Historic Black business district on Center Street: 'destroyed by urban renewal and freeway construction'
Last year, U.S. Secretary of Transportation Pete Buttigieg called President Dwight Eisenhower's signing of the bill to create the Interstate Highway system in 1956 an "extraordinary achievement."
"But we know that the planners behind it also made choices that often routed new highways directly through Black and Brown neighborhoods, doing lasting damage to those communities," he said.
Like in Des Moines.
Urban renewal and the construction of I-235 killed the thriving Center Street community, a Black business district northwest of downtown Des Moines. Black business leaders in the early 1900s began conceiving the ideas behind Center Street, which lasted from the 1940s-1970s, according to historical records. Some of Center Street's amenities, according to the African American Museum of Iowa's searchable collections and the Iowa State Historical Society , included the Crescent School of Beauty Culture, DePatten's Launderette and Grill, physicians, a pharmacy, jazz and supper clubs, beauty salons and barber shops, restaurants, homes, apartments and boarding houses.
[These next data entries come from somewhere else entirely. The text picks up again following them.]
//! Screen fade timing
//!
//! Opacity of a black overlay in `0..=255`. Fading out ramps the overlay up
//! and holds it at full; fading in ramps it down and then clears it. The
//! renderer only reads [`Fade::opacity`].

use serde::{Deserialize, Serialize};

const OPAQUE: f32 = 255.0;

#[derive(Debug, Clone, Copy, PartialEq, Serialize, Deserialize)]
pub struct Fade {
    /// Opacity change per second
    pub rate: f32,
    fade_out: Option<f32>,
    fade_in: Option<f32>,
}

impl Fade {
    pub fn new(rate: f32) -> Self {
        Self {
            rate,
            fade_out: None,
            fade_in: None,
        }
    }

    /// Start from black and clear up
    pub fn start_fade_in(&mut self) {
        self.fade_in = Some(OPAQUE);
    }

    /// Darken from clear
    pub fn start_fade_out(&mut self) {
        self.fade_out = Some(0.0);
    }

    /// Drop the fade-out overlay so a fade-in can show
    pub fn stop_fade_out(&mut self) {
        self.fade_out = None;
    }

    pub fn update(&mut self, dt: f32) {
        let step = self.rate * dt.max(0.0);
        if let Some(out) = self.fade_out.as_mut() {
            *out = (*out + step).min(OPAQUE);
        }
        if let Some(alpha) = self.fade_in {
            let alpha = alpha - step;
            self.fade_in = (alpha > 0.0).then_some(alpha);
        }
    }

    /// Overlay opacity to draw, 0 when no fade is active
    pub fn opacity(&self) -> f32 {
        self.fade_out.unwrap_or(0.0).max(self.fade_in.unwrap_or(0.0))
    }

    /// A fade-out has reached full black
    pub fn is_black(&self) -> bool {
        self.fade_out.is_some_and(|out| out >= OPAQUE)
    }

    pub fn is_idle(&self) -> bool {
        self.fade_out.is_none() && self.fade_in.is_none()
    }
}
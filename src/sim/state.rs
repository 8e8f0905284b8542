//! Game state and core simulation types
//!
//! Everything a run mutates lives in [`GameState`]; the course itself is
//! fixed once the run is built.

use glam::Vec2;
use rand_pcg::Pcg32;
use serde::{Deserialize, Serialize};

use super::ambient::Ambient;
use super::animation::{Animator, ClipId, ClipLibrary, Facing, Pose, SpriteFrame};
use super::checkpoint::Checkpoint;
use super::collision::Hazard;
use super::course::{Biome, Course, FlatMapSource, MapSource};
use super::fade::Fade;
use super::jump::JumpController;
use super::kinematics::Body;
use super::schedule::{Scheduler, TimerId};
use crate::consts::*;
use crate::error::SimError;
use crate::tuning::Tuning;

/// Stream for ambient randomness, kept apart from course generation
const AMBIENT_STREAM: u64 = 0xa3b1_95e2_17f4_0c6d;

/// Phase of a run
#[derive(Debug, Clone, Copy, PartialEq, Eq, Serialize, Deserialize)]
pub enum RunState {
    /// Waiting for the first jump press
    NotStarted,
    Running,
    Paused,
    /// Timed respawn in progress; bodies are frozen
    Recovering,
    EndedDead,
    EndedVictory,
}

impl RunState {
    #[inline]
    pub fn is_ended(self) -> bool {
        matches!(self, RunState::EndedDead | RunState::EndedVictory)
    }
}

#[derive(Debug, Clone, Copy, PartialEq, Eq, Serialize, Deserialize)]
pub enum PlayerPose {
    Idling,
    Moving,
    Dead,
    Victory,
}

impl Pose for PlayerPose {
    const ALL: &'static [Self] = &[
        PlayerPose::Idling,
        PlayerPose::Moving,
        PlayerPose::Dead,
        PlayerPose::Victory,
    ];

    fn clip(self) -> ClipId {
        match self {
            PlayerPose::Idling => ClipId::SlimeIdle,
            PlayerPose::Moving => ClipId::SlimeMoving,
            PlayerPose::Dead => ClipId::SlimeDead,
            PlayerPose::Victory => ClipId::SlimeVictory,
        }
    }
}

#[derive(Debug, Clone, Copy, PartialEq, Eq, Serialize, Deserialize)]
pub enum SpectrePose {
    Idling,
    Awake,
    Moving,
}

impl Pose for SpectrePose {
    const ALL: &'static [Self] = &[SpectrePose::Idling, SpectrePose::Awake, SpectrePose::Moving];

    fn clip(self) -> ClipId {
        match self {
            SpectrePose::Idling => ClipId::SpectreIdle,
            SpectrePose::Awake => ClipId::SpectreAwake,
            SpectrePose::Moving => ClipId::SpectreMoving,
        }
    }
}

/// A live body with its pose and optional capabilities
#[derive(Debug, Clone)]
pub struct Entity<P: Pose> {
    pub body: Body,
    pub pose: P,
    pub facing: Facing,
    pub animator: Option<Animator>,
    pub jump: Option<JumpController>,
}

impl<P: Pose> Entity<P> {
    pub fn new(body: Body, pose: P) -> Self {
        Self {
            body,
            pose,
            facing: Facing::Right,
            animator: Some(Animator::default()),
            jump: None,
        }
    }

    pub fn with_jump(mut self) -> Self {
        self.jump = Some(JumpController::default());
        self
    }

    /// Switch pose; the new clip starts from its first frame
    pub fn set_pose(&mut self, pose: P) {
        if self.pose != pose {
            self.pose = pose;
            if let Some(animator) = self.animator.as_mut() {
                animator.restart();
            }
        }
    }

    pub fn animate(&mut self, dt: f32, clips: &ClipLibrary) {
        let clip = self.pose.clip();
        if let (Some(animator), Some(def)) = (self.animator.as_mut(), clips.get(clip)) {
            animator.advance(clip, def, self.facing, dt);
        }
    }

    /// Frame the renderer should draw
    pub fn sprite(&self) -> Option<SpriteFrame> {
        self.animator.map(|a| SpriteFrame {
            clip: self.pose.clip(),
            frame: a.frame,
            facing: a.facing_index,
        })
    }

    pub fn is_grounded(&self) -> bool {
        self.jump.is_some_and(|j| j.is_grounded())
    }
}

/// Where the view layer goes once a run is over
#[derive(Debug, Clone, Copy, PartialEq, Eq, Serialize, Deserialize)]
pub enum ExitTo {
    /// Fresh run
    Restart,
    Outro,
}

/// Why a run failed
#[derive(Debug, Clone, Copy, PartialEq, Eq, Serialize, Deserialize)]
pub enum FailureCause {
    Fell,
    Captured,
    Hazard,
    Abandoned,
}

/// Notifications for audio and rendering, drained by the caller
#[derive(Debug, Clone, Copy, PartialEq, Serialize, Deserialize)]
pub enum SimEvent {
    RunStarted,
    Jumped,
    Landed,
    Paused,
    Resumed,
    DripstonesReleased { count: usize },
    CheckpointActivated { index: usize },
    BiomeEntered(Biome),
    Failed(FailureCause),
    LifeLost { lives_left: u8 },
    RecoveryFadeIn,
    Respawned { checkpoint: usize },
    RecoveryFinished,
    RunEnded { victory: bool },
    Exit(ExitTo),
}

/// Deferred work owned by the run's scheduler
#[derive(Debug, Clone, Copy, PartialEq)]
pub enum Action {
    StartHop,
    SpectreStarts,
    PlayerStarts,
    SpawnCloud,
    SpawnButterfly,
    GradientStep,
    FadeBackIn,
    Teleport { checkpoint: usize },
    SettleFade,
    FinishRecovery,
    Exit(ExitTo),
}

/// Handles of repeating or cancellable timers
#[derive(Debug, Clone, Default)]
pub struct Timers {
    pub start: Vec<TimerId>,
    pub cloud: Option<TimerId>,
    pub butterfly: Option<TimerId>,
    pub gradient: Option<TimerId>,
}

/// Complete state of one run
#[derive(Debug, Clone)]
pub struct GameState {
    /// Run seed for reproducibility
    pub seed: u64,
    pub tuning: Tuning,
    pub course: Course,
    /// Lethal tiles (released dripstones move)
    pub hazards: Vec<Hazard>,
    pub checkpoints: Vec<Checkpoint>,
    pub player: Entity<PlayerPose>,
    pub spectre: Entity<SpectrePose>,
    pub lives: u8,
    pub run_state: RunState,
    pub scheduler: Scheduler<Action>,
    pub clips: ClipLibrary,
    pub ambient: Ambient,
    pub fade: Fade,
    /// Set once the end-of-run delay has passed
    pub exit: Option<ExitTo>,
    /// Events since the caller last drained them
    pub events: Vec<SimEvent>,
    /// Simulated (non-paused) tick counter
    pub time_ticks: u64,
    pub timers: Timers,
    /// Background transitions already started
    pub entered_ice: bool,
    pub entered_obsidian: bool,
}

impl GameState {
    /// Build a run from a map source. Fails on bad configuration only.
    pub fn new(
        tuning: Tuning,
        source: &dyn MapSource,
        clips: ClipLibrary,
        seed: u64,
    ) -> Result<Self, SimError> {
        tuning.validate()?;
        clips.require::<PlayerPose>()?;
        clips.require::<SpectrePose>()?;

        let layout = Course::generate(&tuning, source, seed)?;
        let course = layout.course;

        let player = Entity::new(
            Body::new(course.player_spawn, Vec2::new(PLAYER_WIDTH, PLAYER_HEIGHT)),
            PlayerPose::Idling,
        )
        .with_jump();
        let spectre = Entity::new(
            Body::new(course.spectre_spawn, Vec2::new(SPECTRE_WIDTH, SPECTRE_HEIGHT)),
            SpectrePose::Idling,
        );

        let ambient = Ambient::new(&tuning, Pcg32::new(seed, AMBIENT_STREAM));
        let mut fade = Fade::new(tuning.fade_rate);
        fade.start_fade_in();

        log::info!(
            "run ready: seed {seed}, {} lives, {} checkpoints, victory past x={}",
            tuning.lives,
            layout.checkpoints.len(),
            course.final_boundary() + tuning.victory_margin
        );

        Ok(Self {
            seed,
            lives: tuning.lives,
            tuning,
            course,
            hazards: layout.hazards,
            checkpoints: layout.checkpoints,
            player,
            spectre,
            run_state: RunState::NotStarted,
            scheduler: Scheduler::new(),
            clips,
            ambient,
            fade,
            exit: None,
            events: Vec::new(),
            time_ticks: 0,
            timers: Timers::default(),
            entered_ice: false,
            entered_obsidian: false,
        })
    }

    /// Default balance on a flat course with the standard clips
    pub fn with_defaults(seed: u64) -> Result<Self, SimError> {
        let tuning = Tuning::default();
        let source = FlatMapSource::new(&tuning);
        Self::new(tuning, &source, ClipLibrary::standard(), seed)
    }

    /// Take the events emitted since the last call
    pub fn drain_events(&mut self) -> Vec<SimEvent> {
        std::mem::take(&mut self.events)
    }

    /// Seconds of simulated (non-paused) time
    pub fn elapsed(&self) -> f64 {
        self.scheduler.now()
    }

    pub(crate) fn emit(&mut self, event: SimEvent) {
        log::debug!("{event:?}");
        self.events.push(event);
    }
}
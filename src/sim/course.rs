//! Course assembly
//!
//! One initial segment, `maps_per_biome` segments each of grass, ice and
//! obsidian with a randomly chosen map variant, and a final darkness
//! segment. Segment `i` starts at `i * MAP_WIDTH * TILE_SIZE * TILE_SCALING`.
//! Map geometry comes from a [`MapSource`]; this module only places it.

use glam::Vec2;
use rand::{Rng, SeedableRng};
use rand_pcg::Pcg32;
use serde::{Deserialize, Serialize};

use super::checkpoint::Checkpoint;
use super::collision::{Hazard, HazardKind, Wall};
use super::rect::Rect;
use crate::consts::{PLAYER_HEIGHT, PLAYER_SPAWN_DROP, SPECTRE_HEIGHT};
use crate::error::SimError;
use crate::tuning::Tuning;

#[derive(Debug, Clone, Copy, PartialEq, Eq, Hash, Serialize, Deserialize)]
pub enum Biome {
    Init,
    Grass,
    Ice,
    Obsidian,
    Darkness,
}

impl Biome {
    /// Kind given to hazards found in this biome's maps
    pub fn hazard_kind(self) -> HazardKind {
        match self {
            Biome::Ice => HazardKind::Dripstone,
            _ => HazardKind::Static,
        }
    }
}

#[derive(Debug, Clone, Copy, PartialEq, Serialize, Deserialize)]
pub struct Segment {
    pub index: u32,
    pub biome: Biome,
    /// Map variant (0 for the single-map biomes)
    pub variant: u32,
    pub offset_x: f32,
}

/// Geometry of one map in its own coordinates
#[derive(Debug, Clone, Default, Serialize, Deserialize)]
pub struct SegmentGeometry {
    pub walls: Vec<Wall>,
    pub hazards: Vec<Rect>,
    /// Player spawn marker (initial map only)
    pub player_spawn: Option<Vec2>,
    /// Spectre spawn marker (initial map only)
    pub spectre_spawn: Option<Vec2>,
}

/// Supplies map geometry; implemented by the tilemap loader
pub trait MapSource {
    fn load(&self, biome: Biome, variant: u32) -> Result<SegmentGeometry, SimError>;
}

/// Spectre spawn on the flat map, in tiles left of the course start
const FLAT_SPECTRE_TILES_BEHIND: f32 = 2.0;

/// A flat, hazard-free floor for every map.
///
/// Used by the headless runner and tests.
#[derive(Debug, Clone)]
pub struct FlatMapSource {
    tile: f32,
    width_tiles: u32,
}

impl FlatMapSource {
    pub fn new(tuning: &Tuning) -> Self {
        Self {
            tile: tuning.world_tile(),
            width_tiles: tuning.map_width,
        }
    }
}

impl MapSource for FlatMapSource {
    fn load(&self, biome: Biome, _variant: u32) -> Result<SegmentGeometry, SimError> {
        let walls = (0..self.width_tiles)
            .map(|i| Wall::checkable(Rect::new(i as f32 * self.tile, 0.0, self.tile, self.tile)))
            .collect();
        let mut geometry = SegmentGeometry {
            walls,
            ..Default::default()
        };
        if biome == Biome::Init {
            let floor = self.tile;
            geometry.player_spawn = Some(Vec2::new(
                self.tile * 6.0,
                floor + PLAYER_HEIGHT / 2.0 + PLAYER_SPAWN_DROP,
            ));
            // starts off screen, far enough back to survive an early hop
            geometry.spectre_spawn = Some(Vec2::new(
                -self.tile * FLAT_SPECTRE_TILES_BEHIND,
                floor + SPECTRE_HEIGHT / 2.0,
            ));
        }
        Ok(geometry)
    }
}

/// Static course data, immutable after generation
#[derive(Debug, Clone, Serialize, Deserialize)]
pub struct Course {
    pub segments: Vec<Segment>,
    pub walls: Vec<Wall>,
    pub player_spawn: Vec2,
    pub spectre_spawn: Vec2,
    segment_width: f32,
    maps_per_biome: u32,
}

/// Generated course plus the parts that change during a run
#[derive(Debug, Clone)]
pub struct Layout {
    pub course: Course,
    pub hazards: Vec<Hazard>,
    pub checkpoints: Vec<Checkpoint>,
}

impl Course {
    /// Assemble a course. Same seed and source give the same layout.
    pub fn generate(tuning: &Tuning, source: &dyn MapSource, seed: u64) -> Result<Layout, SimError> {
        let mut rng = Pcg32::seed_from_u64(seed);
        let segment_width = tuning.segment_width();
        let mpb = tuning.maps_per_biome;

        let mut plan = vec![(Biome::Init, 0)];
        for (biome, variants) in [
            (Biome::Grass, tuning.grass_variants),
            (Biome::Ice, tuning.ice_variants),
            (Biome::Obsidian, tuning.obsidian_variants),
        ] {
            for _ in 0..mpb {
                plan.push((biome, rng.random_range(1..=variants)));
            }
        }
        plan.push((Biome::Darkness, 0));

        let mut segments = Vec::with_capacity(plan.len());
        let mut walls = Vec::new();
        let mut hazards = Vec::new();
        let mut player_spawn = None;
        let mut spectre_spawn = None;

        for (index, (biome, variant)) in plan.into_iter().enumerate() {
            let offset_x = index as f32 * segment_width;
            debug_assert!(
                segments.last().is_none_or(|s: &Segment| s.offset_x < offset_x),
                "segment offsets must increase"
            );
            let offset = Vec2::new(offset_x, 0.0);
            let geometry = source.load(biome, variant)?;

            walls.extend(geometry.walls.iter().map(|w| Wall {
                rect: w.rect.translated(offset),
                checkable: w.checkable,
            }));
            hazards.extend(
                geometry
                    .hazards
                    .iter()
                    .map(|r| Hazard::new(r.translated(offset), biome.hazard_kind())),
            );
            if index == 0 {
                player_spawn = geometry.player_spawn.map(|p| p + offset);
                spectre_spawn = geometry.spectre_spawn.map(|p| p + offset);
            }
            segments.push(Segment {
                index: index as u32,
                biome,
                variant,
                offset_x,
            });
        }

        let player_spawn = player_spawn.ok_or(SimError::MissingSpawn("player"))?;
        let spectre_spawn = spectre_spawn.ok_or(SimError::MissingSpawn("spectre"))?;

        let checkpoints = place_checkpoints(&walls, &hazards, tuning, &mut rng);

        log::info!(
            "course generated: seed {seed}, {} segments, {} walls, {} hazards, {} checkpoints",
            segments.len(),
            walls.len(),
            hazards.len(),
            checkpoints.len()
        );

        Ok(Layout {
            course: Course {
                segments,
                walls,
                player_spawn: player_spawn - Vec2::new(0.0, PLAYER_SPAWN_DROP),
                spectre_spawn,
                segment_width,
                maps_per_biome: mpb,
            },
            hazards,
            checkpoints,
        })
    }

    #[inline]
    pub fn segment_width(&self) -> f32 {
        self.segment_width
    }

    /// Left edge of segment `index`
    #[inline]
    pub fn boundary(&self, index: u32) -> f32 {
        index as f32 * self.segment_width
    }

    /// Where a biome's first segment starts
    pub fn biome_start(&self, biome: Biome) -> f32 {
        let mpb = self.maps_per_biome;
        let index = match biome {
            Biome::Init => 0,
            Biome::Grass => 1,
            Biome::Ice => mpb + 1,
            Biome::Obsidian => 2 * mpb + 1,
            Biome::Darkness => 3 * mpb + 1,
        };
        self.boundary(index)
    }

    /// End of the initial segment
    pub fn first_boundary(&self) -> f32 {
        self.boundary(1)
    }

    /// Start of the darkness segment; the victory line is measured from here
    pub fn final_boundary(&self) -> f32 {
        self.biome_start(Biome::Darkness)
    }

    /// Decorative clouds and butterflies stop spawning past this x
    pub fn decoration_limit(&self) -> f32 {
        self.boundary(self.maps_per_biome)
    }

    pub fn biome_at(&self, x: f32) -> Biome {
        let index = (x / self.segment_width).floor().max(0.0) as usize;
        self.segments
            .get(index.min(self.segments.len().saturating_sub(1)))
            .map_or(Biome::Init, |s| s.biome)
    }
}

/// Sparse checkpoints on checkable walls past the initial segment
fn place_checkpoints(walls: &[Wall], hazards: &[Hazard], tuning: &Tuning, rng: &mut Pcg32) -> Vec<Checkpoint> {
    let tile = tuning.world_tile();
    let first_boundary = tuning.segment_width();
    let mut checkpoints = Vec::new();
    for wall in walls.iter().filter(|w| w.checkable) {
        let center = wall.rect.center();
        if center.x <= first_boundary {
            continue;
        }
        if !rng.random_bool(tuning.checkpoint_probability) {
            continue;
        }
        let rect = Rect::from_center(center + Vec2::new(0.0, tile), Vec2::splat(tile));
        if hazards.iter().any(|h| h.rect.overlaps(&rect)) {
            continue;
        }
        checkpoints.push(Checkpoint::new(rect));
    }
    checkpoints
}

#[cfg(test)]
mod tests {
    use super::*;
    use crate::consts::SPECTRE_WIDTH;

    fn small_tuning() -> Tuning {
        Tuning {
            maps_per_biome: 3,
            ..Default::default()
        }
    }

    /// Flat floor with a hazard sitting on every ice tile
    struct SpikedIce(FlatMapSource);

    impl MapSource for SpikedIce {
        fn load(&self, biome: Biome, variant: u32) -> Result<SegmentGeometry, SimError> {
            let mut geometry = self.0.load(biome, variant)?;
            if biome == Biome::Ice {
                geometry.hazards = geometry
                    .walls
                    .iter()
                    .map(|w| w.rect.translated(Vec2::new(0.0, w.rect.height)))
                    .collect();
            }
            Ok(geometry)
        }
    }

    struct NoSpawns;

    impl MapSource for NoSpawns {
        fn load(&self, _biome: Biome, _variant: u32) -> Result<SegmentGeometry, SimError> {
            Ok(SegmentGeometry::default())
        }
    }

    struct Missing;

    impl MapSource for Missing {
        fn load(&self, biome: Biome, variant: u32) -> Result<SegmentGeometry, SimError> {
            Err(SimError::MissingMap { biome, variant })
        }
    }

    #[test]
    fn test_segment_plan() {
        let t = small_tuning();
        let layout = Course::generate(&t, &FlatMapSource::new(&t), 7).unwrap();
        let course = &layout.course;
        assert_eq!(course.segments.len(), 3 * 3 + 2);
        assert_eq!(course.segments[0].biome, Biome::Init);
        assert_eq!(course.segments[1].biome, Biome::Grass);
        assert_eq!(course.segments[4].biome, Biome::Ice);
        assert_eq!(course.segments[7].biome, Biome::Obsidian);
        assert_eq!(course.segments[10].biome, Biome::Darkness);
        for (i, seg) in course.segments.iter().enumerate() {
            assert_eq!(seg.offset_x, i as f32 * 1920.0);
        }
        for seg in &course.segments {
            match seg.biome {
                Biome::Grass => assert!((1..=6).contains(&seg.variant)),
                Biome::Ice | Biome::Obsidian => assert!((1..=3).contains(&seg.variant)),
                _ => assert_eq!(seg.variant, 0),
            }
        }
        assert_eq!(course.final_boundary(), 10.0 * 1920.0);
        assert_eq!(course.biome_start(Biome::Ice), 4.0 * 1920.0);
        assert_eq!(course.biome_at(4.5 * 1920.0), Biome::Ice);
        assert_eq!(course.biome_at(1e9), Biome::Darkness);
    }

    #[test]
    fn test_same_seed_same_course() {
        let t = Tuning {
            checkpoint_probability: 0.2,
            ..small_tuning()
        };
        let source = FlatMapSource::new(&t);
        let a = Course::generate(&t, &source, 42).unwrap();
        let b = Course::generate(&t, &source, 42).unwrap();
        assert_eq!(a.course.segments, b.course.segments);
        assert_eq!(a.checkpoints, b.checkpoints);
        assert!(!a.checkpoints.is_empty());
    }

    #[test]
    fn test_checkpoints_skip_init_and_hazards() {
        let t = Tuning {
            checkpoint_probability: 1.0,
            ..small_tuning()
        };
        let layout = Course::generate(&t, &SpikedIce(FlatMapSource::new(&t)), 3).unwrap();
        let course = &layout.course;
        assert!(!layout.checkpoints.is_empty());
        for cp in &layout.checkpoints {
            let x = cp.rect.center().x;
            assert!(x > course.first_boundary());
            assert_ne!(course.biome_at(x), Biome::Ice);
            assert!(!cp.is_active());
            // one tile above the floor
            assert_eq!(cp.rect.bottom, 64.0);
        }
        assert!(layout.hazards.iter().all(|h| h.kind == HazardKind::Dripstone));
    }

    #[test]
    fn test_spawn_offsets() {
        let t = small_tuning();
        let layout = Course::generate(&t, &FlatMapSource::new(&t), 1).unwrap();
        let spawn = layout.course.player_spawn;
        assert_eq!(spawn.y - PLAYER_HEIGHT / 2.0, 64.0);
        // spectre starts behind the course, well clear of the capture margin
        let spectre = layout.course.spectre_spawn;
        assert_eq!(spectre.x, -128.0);
        assert!(spectre.x + SPECTRE_WIDTH / 2.0 + t.capture_margin < spawn.x - 400.0);
    }

    #[test]
    fn test_missing_spawn_is_error() {
        let t = small_tuning();
        assert!(matches!(
            Course::generate(&t, &NoSpawns, 1),
            Err(SimError::MissingSpawn("player"))
        ));
    }

    #[test]
    fn test_loader_error_propagates() {
        let t = small_tuning();
        assert!(matches!(
            Course::generate(&t, &Missing, 1),
            Err(SimError::MissingMap { biome: Biome::Init, .. })
        ));
    }
}
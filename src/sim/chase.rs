//! Speed coupling between the player and the spectre
//!
//! The player slowly speeds up on the ground and is nudged back while rising
//! in later biomes. The spectre speeds up on its own and is dragged along so
//! it never falls more than a fixed gap behind the player's speed.

use super::kinematics::Body;
use crate::tuning::Tuning;

/// New player horizontal speed after one tick
pub fn player_speed(
    current: f32,
    moving: bool,
    ascending: bool,
    past_first_segment: bool,
    tuning: &Tuning,
    dt: f32,
) -> f32 {
    let speed = if moving && !ascending {
        current + tuning.speed_gain_per_second * dt
    } else if past_first_segment {
        current - tuning.speed_penalty_ascending * dt
    } else {
        current
    };
    // no backward movement
    speed.max(0.0)
}

/// New spectre horizontal speed after one tick.
///
/// Both lower bounds apply, so the lag is at most the smaller gap.
pub fn spectre_speed(current: f32, player_speed: f32, tuning: &Tuning, dt: f32) -> f32 {
    let speed = current + tuning.speed_gain_per_second_spectre * dt;
    let speed = speed.max(player_speed - tuning.spectre_soft_gap);
    speed.max(player_speed - tuning.spectre_speed_cap)
}

/// The spectre's front edge reached `margin` past the player's back edge
#[inline]
pub fn is_captured(spectre: &Body, player: &Body, margin: f32) -> bool {
    spectre.right() - margin > player.left()
}

#[inline]
pub fn victory_reached(player_x: f32, final_boundary: f32, margin: f32) -> bool {
    player_x - margin >= final_boundary
}

/// Past this point the spectre stops following the player's height
#[inline]
pub fn tracking_frozen(spectre_x: f32, final_boundary: f32, freeze_margin: f32) -> bool {
    spectre_x + freeze_margin > final_boundary
}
Freeway construction split the Black community and ended its cohesiveness. City leaders then turned toward the pursuit of new development, according to a state historian.
"This has been particularly apparent in Iowa's historically African American neighborhoods, which have endured higher-than-average demolition rates as well as waves of new arrivals who have little interest in the history of the community or the preservation of its historic fabric and culture," wrote historian Laura Sadowsky in an article on Medium.
U.S. highway projects across the country decimated Black communities, including the Rondo Neighborhood in St. Paul, Minnesota, among many others.
Buttigieg told theGrio: "There is racism physically built into some of our highways, and that’s why the jobs plan has specifically committed to reconnect some of the communities that were divided by these dollars."
More on Sixth Avenue: 6th Avenue Flats
"Located in the heart of the city, the 6th Avenue Flats is joint project between HDG and Youth and Shelter Services (YSS) to provide housing to homeless youth in the Foster Care Program of Iowa. A portion of the 42 apartments will be reserved for YSS youth who have been homeless and are in the foster care program." — 6th Avenue Flats website.
Just north of 6th and University avenues, 6th Avenue Flats dominates the scenery. Bye said the lot that houses 6th Avenue Flats, currently under construction, had been vacant for years. It will also contain a mix of affordable housing and space for small business owners who will reside in the building, she said.
6th Avenue Flats in Des Moines. Photos by Black Iowa News.